For the last several years, the church’s “creative peacemaking task force” has developed contemporary interpretations of the nativity, led by artist John Zachary. The first year the task force met they decided on a homeless theme, which featured the holy family in an alley laden with trash and shopping carts. “The original family was homeless,” Rev. Lewis notes.
In response to the display, people began to drop bags of groceries at the front of the nativity, which led to the birth of a Christmas homeless outreach.
Another nativity scene depicted the holy family in the hub of Middle East warfare, surrounded by soldiers in combat fatigues. Last year, Mary appeared as an African-American woman in a prison cell, without Joseph. “There are a great number of African-American women in prison compared to other ethnic groups,” Rev. Lewis notes.
The church receives a wide range of comment in response to their creative license. “It’s an interpretive art,” Rev. Lewis observes. “It’s to raise the consciousness of people going about their busy Christmas stuff,” he says. “What if Christ were to come today? Where might it be?”
The display that evoked controversy this year included a lighted “Tree of Life” with a “diversity statement” below it. Surrounding the tree were light boxes with three couples displayed. One box featured a male-female couple, another portrayed two women, and another two men – under the star of Bethlehem and a sign that declared “Christ is born.”

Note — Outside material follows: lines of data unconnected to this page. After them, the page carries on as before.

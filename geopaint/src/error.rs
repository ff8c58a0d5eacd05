//! Error type of the crate.

use geopaint_types::error::GeopaintTypesError;
use thiserror::Error;

/// Error type of the crate.
#[derive(Debug, Error)]
pub enum GeopaintError {
    /// A symbol description cannot be parsed.
    #[error("invalid symbol: {0}")]
    InvalidSymbol(#[from] serde_json::Error),
    /// Geometry data is inconsistent.
    #[error(transparent)]
    Geometry(#[from] GeopaintTypesError),
}
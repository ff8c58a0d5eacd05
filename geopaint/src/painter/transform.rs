//! Projection of model points onto the drawing surface.

use crate::camera::Camera;
use crate::painter::altitude::Altitude;
use geopaint_types::cartesian::Point2d;
use geopaint_types::Path;
use nalgebra::Vector2;

/// Converts model points into surface pixels.
///
/// Surface pixels are container pixels relative to the `origin` of the surface, moved by a constant `offset`.
pub struct PointTransformer<'a> {
    camera: &'a dyn Camera,
    origin: Vector2<f64>,
    offset: Vector2<f64>,
}

impl<'a> PointTransformer<'a> {
    /// Creates a transformer for a surface with the given origin in container pixels.
    pub fn new(camera: &'a dyn Camera, origin: Vector2<f64>) -> Self {
        Self {
            camera,
            origin,
            offset: Vector2::zeros(),
        }
    }

    /// Moves every transformed point by `dx`, `dy` pixels.
    pub fn with_offset(self, dx: f64, dy: f64) -> Self {
        Self {
            offset: Vector2::new(dx, dy),
            ..self
        }
    }

    /// Transforms a single point.
    pub fn transform(&self, point: &Point2d, altitude: f64) -> Point2d {
        self.camera.point_to_container(point, altitude) - self.origin + self.offset
    }

    /// Transforms every vertex of the path. A per-vertex altitude that does not match the path is ignored.
    pub fn transform_path(&self, path: &Path<Point2d>, altitude: &Altitude) -> Path<Point2d> {
        match altitude {
            Altitude::Scalar(v) => path.map(|p| self.transform(p, *v)),
            Altitude::PerVertex(values) => match path.zip_map(values, |p, a| self.transform(p, *a)) {
                Ok(transformed) => transformed,
                Err(err) => {
                    log::warn!("Altitude of the geometry is ignored: {err}");
                    path.map(|p| self.transform(p, 0.0))
                }
            },
        }
    }
}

The creative director, artist John Zachary, viewed this year’s display as his most personal, because it depicted members from among
his family and friends – even as it was the one most removed from historic depictions of the nativity.
“This is the first year there has been damage,” Rev. Lewis says. “The sad and ironic part is the damage was done really early on Christmas morning.” Sometime in the dawning hours of Christmas, someone pushed over the light boxes portraying the homosexual couples, while the light box depicting the heterosexual couple remained standing.

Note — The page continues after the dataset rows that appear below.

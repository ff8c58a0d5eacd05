//! Clipping of polygon rings and polylines by an axis aligned rectangle.
//!
//! Rings are clipped with the Sutherland–Hodgman algorithm. Any vertex type implementing [`ClipVertex`] can be
//! clipped, which allows carrying additional values (e.g. altitude) that are interpolated together with the
//! position.
//!
//! Polylines are clipped segment by segment with the Liang–Barsky algorithm. Every output vertex remembers where
//! it came from (see [`VertexSource`]), so values attached to the original vertices can be interpolated afterward.

use crate::cartesian::{Point2d, Rect};

/// Vertex that can be clipped by [`clip_ring`].
pub trait ClipVertex: Clone {
    /// 2d position of the vertex.
    fn position(&self) -> Point2d;
    /// Vertex at the parameter `t` of the segment from `self` to `other`.
    fn interpolate(&self, other: &Self, t: f64) -> Self;
}

impl ClipVertex for Point2d {
    fn position(&self) -> Point2d {
        *self
    }

    fn interpolate(&self, other: &Self, t: f64) -> Self {
        self.lerp(other, t)
    }
}

/// Position with a scalar value that is linearly interpolated along with it.
impl ClipVertex for (Point2d, f64) {
    fn position(&self) -> Point2d {
        self.0
    }

    fn interpolate(&self, other: &Self, t: f64) -> Self {
        (self.0.lerp(&other.0, t), self.1 + (other.1 - self.1) * t)
    }
}

#[derive(Debug, Clone, Copy)]
enum Edge {
    Left(f64),
    Right(f64),
    Bottom(f64),
    Top(f64),
}

impl Edge {
    fn is_inside(&self, p: &Point2d) -> bool {
        match *self {
            Edge::Left(x) => p.x >= x,
            Edge::Right(x) => p.x <= x,
            Edge::Bottom(y) => p.y >= y,
            Edge::Top(y) => p.y <= y,
        }
    }

    fn intersect<V: ClipVertex>(&self, from: &V, to: &V) -> V {
        let a = from.position();
        let b = to.position();
        let t = match *self {
            Edge::Left(x) | Edge::Right(x) => (x - a.x) / (b.x - a.x),
            Edge::Bottom(y) | Edge::Top(y) => (y - a.y) / (b.y - a.y),
        };

        from.interpolate(to, t)
    }
}

/// Clips a polygon ring by the rectangle.
///
/// The ring is treated as closed whether or not its last vertex repeats the first one. A ring fully inside the
/// rectangle is returned unchanged, a ring fully outside of it (or a rectangle with `NaN` bounds) produces an empty
/// vector.
pub fn clip_ring<V: ClipVertex>(ring: &[V], bounds: &Rect) -> Vec<V> {
    let edges = [
        Edge::Left(bounds.x_min),
        Edge::Right(bounds.x_max),
        Edge::Bottom(bounds.y_min),
        Edge::Top(bounds.y_max),
    ];

    let mut output = ring.to_vec();
    for edge in edges {
        let input = std::mem::take(&mut output);
        let Some(mut prev) = input.last() else {
            break;
        };

        for curr in &input {
            let curr_inside = edge.is_inside(&curr.position());
            let prev_inside = edge.is_inside(&prev.position());

            if curr_inside {
                if !prev_inside {
                    output.push(edge.intersect(prev, curr));
                }
                output.push(curr.clone());
            } else if prev_inside {
                output.push(edge.intersect(prev, curr));
            }

            prev = curr;
        }
    }

    output
}

/// Origin of a vertex produced by [`clip_line`].
#[derive(Debug, Clone, Copy, PartialEq)]
pub enum VertexSource {
    /// The vertex is the original vertex with the given index.
    Original(usize),
    /// The vertex lies on the segment between two original vertices at the parameter `t` from `from` to `to`.
    Interpolated {
        /// Index of the segment start.
        from: usize,
        /// Index of the segment end.
        to: usize,
        /// Interpolation parameter in the range `(0, 1)`.
        t: f64,
    },
}

impl VertexSource {
    /// Interpolates a value attached to the original vertices for this vertex. Returns `None` if the index is
    /// out of the bounds of `values`.
    pub fn interpolate(&self, values: &[f64]) -> Option<f64> {
        match *self {
            VertexSource::Original(index) => values.get(index).copied(),
            VertexSource::Interpolated { from, to, t } => {
                let a = values.get(from)?;
                let b = values.get(to)?;
                Some(a + (b - a) * t)
            }
        }
    }
}

/// Vertex of a clipped polyline.
#[derive(Debug, Clone, Copy, PartialEq)]
pub struct ClippedVertex {
    /// Position of the vertex.
    pub point: Point2d,
    /// Where the vertex came from.
    pub source: VertexSource,
}

/// Clips a polyline by the rectangle.
///
/// Returns the parts of the line that are inside the rectangle. A line leaving and reentering the rectangle
/// produces several parts. A line fully outside produces no parts.
pub fn clip_line(points: &[Point2d], bounds: &Rect) -> Vec<Vec<ClippedVertex>> {
    if points.len() == 1 {
        return if bounds.contains(&points[0]) {
            vec![vec![ClippedVertex {
                point: points[0],
                source: VertexSource::Original(0),
            }]]
        } else {
            vec![]
        };
    }

    let mut parts = vec![];
    let mut current = vec![];
    let last_segment = points.len().saturating_sub(2);

    for (index, segment) in points.windows(2).enumerate() {
        let (a, b) = (&segment[0], &segment[1]);
        let Some((t0, t1)) = clip_segment(a, b, bounds) else {
            continue;
        };

        current.push(vertex_at(a, b, index, t0));

        // A part ends when the line leaves the rectangle or when the line itself ends.
        if t1 < 1.0 || index == last_segment {
            current.push(vertex_at(a, b, index, t1));
            parts.push(std::mem::take(&mut current));
        }
    }

    parts
}

fn vertex_at(a: &Point2d, b: &Point2d, index: usize, t: f64) -> ClippedVertex {
    if t <= 0.0 {
        ClippedVertex {
            point: *a,
            source: VertexSource::Original(index),
        }
    } else if t >= 1.0 {
        ClippedVertex {
            point: *b,
            source: VertexSource::Original(index + 1),
        }
    } else {
        ClippedVertex {
            point: a.lerp(b, t),
            source: VertexSource::Interpolated {
                from: index,
                to: index + 1,
                t,
            },
        }
    }
}

/// Liang–Barsky: parameters of the part of the segment inside the rectangle.
fn clip_segment(a: &Point2d, b: &Point2d, bounds: &Rect) -> Option<(f64, f64)> {
    let dx = b.x - a.x;
    let dy = b.y - a.y;
    let mut t0 = 0.0;
    let mut t1 = 1.0;

    let checks = [
        (-dx, a.x - bounds.x_min),
        (dx, bounds.x_max - a.x),
        (-dy, a.y - bounds.y_min),
        (dy, bounds.y_max - a.y),
    ];

    for (p, q) in checks {
        // NaN bounds must reject the segment, so the checks are written to fail on NaN.
        if p == 0.0 {
            if !(q >= 0.0) {
                return None;
            }
        } else {
            let r = q / p;
            if p < 0.0 {
                if !(r <= t1) {
                    return None;
                }
                if r > t0 {
                    t0 = r;
                }
            } else {
                if !(r >= t0) {
                    return None;
                }
                if r < t1 {
                    t1 = r;
                }
            }
        }
    }

    Some((t0, t1))
}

Church officials were slow to label the damage a hate crime, but police quickly made that judgment. They made the decision because the attack was on church property and the action was directed toward a specific group, according to Rev. Lewis.
“These are provocative,” Rev. Lewis admits. “We want to stir people’s thinking and conversation, but we don’t want to stir people to vandalize.”
The diversity statement at the base of the lighted Plexiglas “Tree of Life” says the following:
“We must look to all people to discover the prophetic voice that is among us. The ancients looked to Christ as he delivered his radical message of love. Ironically, Christ was the victim of hate and intolerance while he taught love and compassion. We are living in a time where people need to embrace love instead of fighting and devouring one another. May we open our hearts as we celebrate the birth of Christ. Let us learn to embrace each other with openness and kindness. Let us practice Christ’s teachings by loving those who are different and those who need our compassion and join hands in celebration as brothers and sisters, sharing our voices and our differences.”